> [Brief]:
Show each line in the listing below that contains the word "DomainError".

> [Supplied material]:
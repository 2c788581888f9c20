//! Analysis pipeline errors

use thiserror::Error;

use crate::domain::DomainError;

/// Failure categories of an analysis run
#[derive(Debug, Error)]
pub enum AnalysisError {
    /// The upload contained no usable JSON object records
    #[error("No valid log entries found: {reason}")]
    EmptyOrInvalidLogFile { reason: String },

    /// An embedding batch failed; fatal for the run
    #[error("Embedding service error on batch {batch_index}: {cause}")]
    EmbeddingService {
        batch_index: usize,
        #[source]
        cause: DomainError,
    },

    /// The LLM answered but not in the requested structure
    #[error("Failed to parse LLM analysis response: {0}")]
    LlmResponseParse(String),

    /// The LLM call itself failed
    #[error("LLM analysis request failed: {0}")]
    LlmService(String),

    /// A model has no entry in the pricing table
    #[error("No pricing configured for model '{0}'")]
    UnknownPricingModel(String),

    #[error("Internal pipeline error: {0}")]
    Internal(String),
}

impl AnalysisError {
    pub fn empty_or_invalid(reason: impl Into<String>) -> Self {
        Self::EmptyOrInvalidLogFile {
            reason: reason.into(),
        }
    }

    pub fn embedding_service(batch_index: usize, cause: DomainError) -> Self {
        Self::EmbeddingService { batch_index, cause }
    }

    pub fn llm_response_parse(message: impl Into<String>) -> Self {
        Self::LlmResponseParse(message.into())
    }

    pub fn llm_service(message: impl Into<String>) -> Self {
        Self::LlmService(message.into())
    }

    pub fn unknown_pricing_model(model: impl Into<String>) -> Self {
        Self::UnknownPricingModel(model.into())
    }

    pub fn internal(message: impl Into<String>) -> Self {
        Self::Internal(message.into())
    }

    /// Stable machine-readable code for API responses and metrics
    pub fn code(&self) -> &'static str {
        match self {
            Self::EmptyOrInvalidLogFile { .. } => "empty_or_invalid_log_file",
            Self::EmbeddingService { .. } => "embedding_service_error",
            Self::LlmResponseParse(_) => "llm_response_parse_error",
            Self::LlmService(_) => "llm_service_error",
            Self::UnknownPricingModel(_) => "unknown_pricing_model",
            Self::Internal(_) => "internal_error",
        }
    }

    /// Whether the run can still complete with a degraded analysis
    pub fn is_degradable(&self) -> bool {
        matches!(self, Self::LlmResponseParse(_) | Self::LlmService(_))
    }
}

> [Answer for this exercise]:
use crate::domain::DomainError;
        cause: DomainError,
    pub fn embedding_service(batch_index: usize, cause: DomainError) -> Self {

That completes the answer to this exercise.